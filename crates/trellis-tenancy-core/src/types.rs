// Copyright (c) 2025 Geoffrey Huntley <ghuntley@ghuntley.com>. All rights reserved.
// SPDX-License-Identifier: Proprietary

//! Foundational type definitions for the tenancy system.
//!
//! - **ID newtypes**: Type-safe wrappers around UUIDs for the three entity
//!   kinds ([`TenantId`], [`UserId`], [`PermissionId`]), preventing accidental
//!   mixing of identifier spaces
//! - [`Operation`]: the closed enumeration of operation kinds a grant can be
//!   scoped to
//!
//! All ID types implement transparent serde serialization (as UUID strings)
//! and provide conversion to/from [`uuid::Uuid`].

use serde::{Deserialize, Serialize};
use std::fmt;
use std::str::FromStr;
use uuid::Uuid;

// =============================================================================
// ID Newtypes
// =============================================================================

macro_rules! define_id_type {
	($name:ident, $doc:expr) => {
		#[doc = $doc]
		#[derive(Debug, Clone, Copy, PartialEq, Eq, Hash, Serialize, Deserialize)]
		#[serde(transparent)]
		pub struct $name(Uuid);

		impl $name {
			/// Create a new ID from a UUID.
			pub fn new(id: Uuid) -> Self {
				Self(id)
			}

			/// Generate a new random ID.
			pub fn generate() -> Self {
				Self(Uuid::new_v4())
			}

			/// Get the inner UUID value.
			pub fn into_inner(self) -> Uuid {
				self.0
			}

			/// Get a reference to the inner UUID.
			pub fn as_uuid(&self) -> &Uuid {
				&self.0
			}
		}

		impl fmt::Display for $name {
			fn fmt(&self, f: &mut fmt::Formatter<'_>) -> fmt::Result {
				write!(f, "{}", self.0)
			}
		}

		impl From<Uuid> for $name {
			fn from(id: Uuid) -> Self {
				Self(id)
			}
		}

		impl From<$name> for Uuid {
			fn from(id: $name) -> Self {
				id.0
			}
		}
	};
}

define_id_type!(TenantId, "Unique identifier for a tenant node.");
define_id_type!(UserId, "Unique identifier for an identity (user/operator).");
define_id_type!(PermissionId, "Unique identifier for a permission grant.");

// =============================================================================
// Operations
// =============================================================================

/// The closed set of operation kinds a grant can cover.
///
/// There are exactly four; any other token is rejected at the boundary via
/// [`FromStr`]. The single-letter wire form matches the stored grant rows.
#[derive(Debug, Clone, Copy, PartialEq, Eq, Hash, Serialize, Deserialize)]
pub enum Operation {
	/// Create records under a tenant scope.
	#[serde(rename = "C")]
	Create,
	/// Read records under a tenant scope.
	#[serde(rename = "R")]
	Read,
	/// Update records under a tenant scope.
	#[serde(rename = "U")]
	Update,
	/// Delete records under a tenant scope.
	#[serde(rename = "D")]
	Delete,
}

impl Operation {
	/// Returns all four operation kinds.
	pub fn all() -> &'static [Operation] {
		&[
			Operation::Create,
			Operation::Read,
			Operation::Update,
			Operation::Delete,
		]
	}

	/// The single-letter code stored in grant rows.
	pub fn code(&self) -> &'static str {
		match self {
			Operation::Create => "C",
			Operation::Read => "R",
			Operation::Update => "U",
			Operation::Delete => "D",
		}
	}
}

impl fmt::Display for Operation {
	fn fmt(&self, f: &mut fmt::Formatter<'_>) -> fmt::Result {
		f.write_str(self.code())
	}
}

/// Error returned when parsing an unknown operation token.
#[derive(Debug, Clone, PartialEq, Eq, thiserror::Error)]
#[error("unknown operation: {0}")]
pub struct UnknownOperation(pub String);

impl FromStr for Operation {
	type Err = UnknownOperation;

	fn from_str(s: &str) -> Result<Self, Self::Err> {
		match s {
			"C" => Ok(Operation::Create),
			"R" => Ok(Operation::Read),
			"U" => Ok(Operation::Update),
			"D" => Ok(Operation::Delete),
			other => Err(UnknownOperation(other.to_string())),
		}
	}
}

#[cfg(test)]
mod tests {
	use super::*;
	use proptest::prelude::*;

	mod id_types {
		use super::*;

		#[test]
		fn tenant_id_roundtrips() {
			let uuid = Uuid::new_v4();
			let id = TenantId::new(uuid);
			assert_eq!(id.into_inner(), uuid);
			assert_eq!(Uuid::from(id), uuid);
		}

		#[test]
		fn tenant_id_generates_unique() {
			assert_ne!(TenantId::generate(), TenantId::generate());
		}

		#[test]
		fn user_id_serializes_as_uuid() {
			let uuid = Uuid::parse_str("550e8400-e29b-41d4-a716-446655440000").unwrap();
			let id = UserId::new(uuid);
			let json = serde_json::to_string(&id).unwrap();
			assert_eq!(json, "\"550e8400-e29b-41d4-a716-446655440000\"");
		}

		#[test]
		fn ids_do_not_mix() {
			// Compile-time property; the display forms still agree with the UUID.
			let uuid = Uuid::new_v4();
			assert_eq!(TenantId::new(uuid).to_string(), uuid.to_string());
			assert_eq!(PermissionId::new(uuid).to_string(), uuid.to_string());
		}

		proptest! {
				#[test]
				fn tenant_id_roundtrip_any_uuid(
						a: u128
				) {
						let uuid = Uuid::from_u128(a);
						let id = TenantId::new(uuid);
						prop_assert_eq!(id.into_inner(), uuid);
						prop_assert_eq!(Uuid::from(id), uuid);
				}

				#[test]
				fn user_id_serde_roundtrip(
						a: u128
				) {
						let uuid = Uuid::from_u128(a);
						let id = UserId::new(uuid);
						let json = serde_json::to_string(&id).unwrap();
						let deserialized: UserId = serde_json::from_str(&json).unwrap();
						prop_assert_eq!(id, deserialized);
				}
		}
	}

	mod operation {
		use super::*;

		#[test]
		fn all_returns_four_kinds() {
			assert_eq!(Operation::all().len(), 4);
		}

		#[test]
		fn displays_single_letter_codes() {
			assert_eq!(Operation::Create.to_string(), "C");
			assert_eq!(Operation::Read.to_string(), "R");
			assert_eq!(Operation::Update.to_string(), "U");
			assert_eq!(Operation::Delete.to_string(), "D");
		}

		#[test]
		fn parses_known_codes() {
			assert_eq!("C".parse::<Operation>().unwrap(), Operation::Create);
			assert_eq!("R".parse::<Operation>().unwrap(), Operation::Read);
			assert_eq!("U".parse::<Operation>().unwrap(), Operation::Update);
			assert_eq!("D".parse::<Operation>().unwrap(), Operation::Delete);
		}

		#[test]
		fn rejects_unknown_tokens() {
			assert!("X".parse::<Operation>().is_err());
			assert!("read".parse::<Operation>().is_err());
			assert!("".parse::<Operation>().is_err());
			assert!("CR".parse::<Operation>().is_err());
		}

		#[test]
		fn serializes_as_code() {
			let json = serde_json::to_string(&Operation::Read).unwrap();
			assert_eq!(json, "\"R\"");
		}

		#[test]
		fn deserialization_rejects_unknown() {
			assert!(serde_json::from_str::<Operation>("\"Z\"").is_err());
		}

		proptest! {
				#[test]
				fn parse_rejects_everything_but_the_four_codes(
						s in "\\PC*"
				) {
						let parsed = s.parse::<Operation>();
						match s.as_str() {
								"C" | "R" | "U" | "D" => prop_assert!(parsed.is_ok()),
								_ => prop_assert!(parsed.is_err()),
						}
				}

				#[test]
				fn display_parse_roundtrip(
						idx in 0usize..4
				) {
						let op = Operation::all()[idx];
						prop_assert_eq!(op.to_string().parse::<Operation>().unwrap(), op);
				}
		}
	}
}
= = = = = = =
Retype the entries exactly, please. Leave no line out.

filename crates/trellis-tenancy-core/src/types.rs
// Copyright (c) 2025 Geoffrey Huntley <ghuntley@ghuntley.com>. All rights reserved.
// SPDX-License-Identifier: Proprietary

//! Foundational type definitions for the tenancy system.
//!
//! - **ID newtypes**: Type-safe wrappers around UUIDs for the three entity
//!   kinds ([`TenantId`], [`UserId`], [`PermissionId`]), preventing accidental
//!   mixing of identifier spaces
//! - [`Operation`]: the closed enumeration of operation kinds a grant can be
//!   scoped to
//!
//! All ID types implement transparent serde serialization (as UUID strings)
//! and provide conversion to/from [`uuid::Uuid`].

use serde::{Deserialize, Serialize};
use std::fmt;
use std::str::FromStr;
use uuid::Uuid;

// =============================================================================
// ID Newtypes
// =============================================================================

macro_rules! define_id_type {
	($name:ident, $doc:expr) => {
		#[doc = $doc]
		#[derive(Debug, Clone, Copy, PartialEq, Eq, Hash, Serialize, Deserialize)]
		#[serde(transparent)]
		pub struct $name(Uuid);

		impl $name {
			/// Create a new ID from a UUID.
			pub fn new(id: Uuid) -> Self {
				Self(id)
			}

			/// Generate a new random ID.
			pub fn generate() -> Self {
				Self(Uuid::new_v4())
			}

			/// Get the inner UUID value.
			pub fn into_inner(self) -> Uuid {
				self.0
			}

			/// Get a reference to the inner UUID.
			pub fn as_uuid(&self) -> &Uuid {
				&self.0
			}
		}

		impl fmt::Display for $name {
			fn fmt(&self, f: &mut fmt::Formatter<'_>) -> fmt::Result {
				write!(f, "{}", self.0)
			}
		}

		impl From<Uuid> for $name {
			fn from(id: Uuid) -> Self {
				Self(id)
			}
		}

		impl From<$name> for Uuid {
			fn from(id: $name) -> Self {
				id.0
			}
		}
	};
}

define_id_type!(TenantId, "Unique identifier for a tenant node.");
define_id_type!(UserId, "Unique identifier for an identity (user/operator).");
define_id_type!(PermissionId, "Unique identifier for a permission grant.");

// =============================================================================
// Operations
// =============================================================================

/// The closed set of operation kinds a grant can cover.
///
/// There are exactly four; any other token is rejected at the boundary via
/// [`FromStr`]. The single-letter wire form matches the stored grant rows.
#[derive(Debug, Clone, Copy, PartialEq, Eq, Hash, Serialize, Deserialize)]
pub enum Operation {
	/// Create records under a tenant scope.
	#[serde(rename = "C")]
	Create,
	/// Read records under a tenant scope.
	#[serde(rename = "R")]
	Read,
	/// Update records under a tenant scope.
	#[serde(rename = "U")]
	Update,
	/// Delete records under a tenant scope.
	#[serde(rename = "D")]
	Delete,
}

impl Operation {
	/// Returns all four operation kinds.
	pub fn all() -> &'static [Operation] {
		&[
			Operation::Create,
			Operation::Read,
			Operation::Update,
			Operation::Delete,
		]
	}

	/// The single-letter code stored in grant rows.
	pub fn code(&self) -> &'static str {
		match self {
			Operation::Create => "C",
			Operation::Read => "R",
			Operation::Update => "U",
			Operation::Delete => "D",
		}
	}
}

impl fmt::Display for Operation {
	fn fmt(&self, f: &mut fmt::Formatter<'_>) -> fmt::Result {
		f.write_str(self.code())
	}
}

/// Error returned when parsing an unknown operation token.
#[derive(Debug, Clone, PartialEq, Eq, thiserror::Error)]
#[error("unknown operation: {0}")]
pub struct UnknownOperation(pub String);

impl FromStr for Operation {
	type Err = UnknownOperation;

	fn from_str(s: &str) -> Result<Self, Self::Err> {
		match s {
			"C" => Ok(Operation::Create),
			"R" => Ok(Operation::Read),
			"U" => Ok(Operation::Update),
			"D" => Ok(Operation::Delete),
			other => Err(UnknownOperation(other.to_string())),
		}
	}
}

#[cfg(test)]
mod tests {
	use super::*;
	use proptest::prelude::*;

	mod id_types {
		use super::*;

		#[test]
		fn tenant_id_roundtrips() {
			let uuid = Uuid::new_v4();
			let id = TenantId::new(uuid);
			assert_eq!(id.into_inner(), uuid);
			assert_eq!(Uuid::from(id), uuid);
		}

		#[test]
		fn tenant_id_generates_unique() {
			assert_ne!(TenantId::generate(), TenantId::generate());
		}

		#[test]
		fn user_id_serializes_as_uuid() {
			let uuid = Uuid::parse_str("550e8400-e29b-41d4-a716-446655440000").unwrap();
			let id = UserId::new(uuid);
			let json = serde_json::to_string(&id).unwrap();
			assert_eq!(json, "\"550e8400-e29b-41d4-a716-446655440000\"");
		}

		#[test]
		fn ids_do_not_mix() {
			// Compile-time property; the display forms still agree with the UUID.
			let uuid = Uuid::new_v4();
			assert_eq!(TenantId::new(uuid).to_string(), uuid.to_string());
			assert_eq!(PermissionId::new(uuid).to_string(), uuid.to_string());
		}

		proptest! {
				#[test]
				fn tenant_id_roundtrip_any_uuid(
						a: u128
				) {
						let uuid = Uuid::from_u128(a);
						let id = TenantId::new(uuid);
						prop_assert_eq!(id.into_inner(), uuid);
						prop_assert_eq!(Uuid::from(id), uuid);
				}

				#[test]
				fn user_id_serde_roundtrip(
						a: u128
				) {
						let uuid = Uuid::from_u128(a);
						let id = UserId::new(uuid);
						let json = serde_json::to_string(&id).unwrap();
						let deserialized: UserId = serde_json::from_str(&json).unwrap();
						prop_assert_eq!(id, deserialized);
				}
		}
	}

	mod operation {
		use super::*;

		#[test]
		fn all_returns_four_kinds() {
			assert_eq!(Operation::all().len(), 4);
		}

		#[test]
		fn displays_single_letter_codes() {
			assert_eq!(Operation::Create.to_string(), "C");
			assert_eq!(Operation::Read.to_string(), "R");
			assert_eq!(Operation::Update.to_string(), "U");
			assert_eq!(Operation::Delete.to_string(), "D");
		}

		#[test]
		fn parses_known_codes() {
			assert_eq!("C".parse::<Operation>().unwrap(), Operation::Create);
			assert_eq!("R".parse::<Operation>().unwrap(), Operation::Read);
			assert_eq!("U".parse::<Operation>().unwrap(), Operation::Update);
			assert_eq!("D".parse::<Operation>().unwrap(), Operation::Delete);
		}

		#[test]
		fn rejects_unknown_tokens() {
			assert!("X".parse::<Operation>().is_err());
			assert!("read".parse::<Operation>().is_err());
			assert!("".parse::<Operation>().is_err());
			assert!("CR".parse::<Operation>().is_err());
		}

		#[test]
		fn serializes_as_code() {
			let json = serde_json::to_string(&Operation::Read).unwrap();
			assert_eq!(json, "\"R\"");
		}

		#[test]
		fn deserialization_rejects_unknown() {
			assert!(serde_json::from_str::<Operation>("\"Z\"").is_err());
		}

		proptest! {
				#[test]
				fn parse_rejects_everything_but_the_four_codes(
						s in "\\PC*"
				) {
						let parsed = s.parse::<Operation>();
						match s.as_str() {
								"C" | "R" | "U" | "D" => prop_assert!(parsed.is_ok()),
								_ => prop_assert!(parsed.is_err()),
						}
				}

				#[test]
				fn display_parse_roundtrip(
						idx in 0usize..4
				) {
						let op = Operation::all()[idx];
						prop_assert_eq!(op.to_string().parse::<Operation>().unwrap(), op);
				}
		}
	}
}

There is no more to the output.